Afrofuturismo está virando qualquer coisa.

Ao mesmo tempo, a maioria das afro-brasileiros sequer ouviu falar do Afrofuturismo.

Então, vamos às quatro características que eu criei. Acredito que narrativas sobre Afrofuturismo, para serem consideradas como tal, deveriam cumprir esses quatro requisitos mínimos:

  1. Protagonismo de personagens negros
  2. Narrativa negra de ficção especulativa
  3. Afrocentricidade
  4. Autoria negra

Protagonismo de personagens negros é o básico, mas longe de ser suficiente. Muitos simplesmente tacham de afrofuturistas qualquer ficção científica com protagonismo negro. Ora, basta chamar de ficção científica simplesmente. Não basta para justificar um gênero. Para além da mera representatividade, para além de simplesmente inserir mais atores negros numa narrativa de fantasia e ficção científica, para mim é mais uma questão de a pessoa africana ser a atriz e ator principais do palco planetário – o que nos leva à Afrocentridade, mais a baixo.

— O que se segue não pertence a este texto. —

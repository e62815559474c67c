/// Axis-aligned rectangle used for hitboxes and obstacle boxes.
///
/// Coordinates follow screen conventions: `x` grows to the right and `y`
/// grows downward.
#[derive(Debug, Clone, Copy, PartialEq)]
pub struct Rect {
    pub x: f32,
    pub y: f32,
    pub width: f32,
    pub height: f32,
}

impl Rect {
    #[must_use]
    pub const fn new(x: f32, y: f32, width: f32, height: f32) -> Self {
        Self {
            x,
            y,
            width,
            height,
        }
    }

    #[must_use]
    pub fn right(&self) -> f32 {
        self.x + self.width
    }

    #[must_use]
    pub fn bottom(&self) -> f32 {
        self.y + self.height
    }

    /// Returns `true` if the two rectangles share a region of positive area.
    ///
    /// Rectangles that only touch along an edge or at a corner do not overlap.
    #[must_use]
    pub fn overlaps(&self, other: &Rect) -> bool {
        self.x < other.right()
            && other.x < self.right()
            && self.y < other.bottom()
            && other.y < self.bottom()
    }

    /// Returns a copy moved horizontally by `dx`.
    #[must_use]
    pub fn shifted_x(self, dx: f32) -> Self {
        Self {
            x: self.x + dx,
            ..self
        }
    }
}

#[cfg(test)]
mod tests {
    use super::*;

    #[test]
    fn test_overlapping_rects() {
        let a = Rect::new(0.0, 0.0, 10.0, 10.0);
        let b = Rect::new(5.0, 5.0, 10.0, 10.0);
        assert!(a.overlaps(&b));
        assert!(b.overlaps(&a));
    }

    #[test]
    fn test_touching_edges_do_not_overlap() {
        let a = Rect::new(0.0, 0.0, 10.0, 10.0);
        let right = Rect::new(10.0, 0.0, 10.0, 10.0);
        let below = Rect::new(0.0, 10.0, 10.0, 10.0);
        let corner = Rect::new(10.0, 10.0, 10.0, 10.0);
        assert!(!a.overlaps(&right));
        assert!(!a.overlaps(&below));
        assert!(!a.overlaps(&corner));
    }

    #[test]
    fn test_contained_rect_overlaps() {
        let outer = Rect::new(0.0, 0.0, 100.0, 100.0);
        let inner = Rect::new(40.0, 40.0, 1.0, 1.0);
        assert!(outer.overlaps(&inner));
        assert!(inner.overlaps(&outer));
    }
}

A narrativa deve ser de ficção especulativa – aquela que especula sobre um passado, presente ou futuro. Ficção especulativa nesse caso engloba narrativas de ficção científica, fantasia e horror sobrenatural, por exemplo. Já que o Afrofuturismo nasceu das perspectivas e experimentações negras em cima da ficção científica principalmente, nada mais justo. Há quem prefere ignorar ou desassociar o Afrofuturismo da fantasia e da ficção científica, mas, para mim, não faz muito sentido. O movimento afrofuturista, em sua origem, foi pautado em cima dos imaginários típicos das ficções fantástica e científica. É só ver as obras musicais do Sun Ra e do George Clinton.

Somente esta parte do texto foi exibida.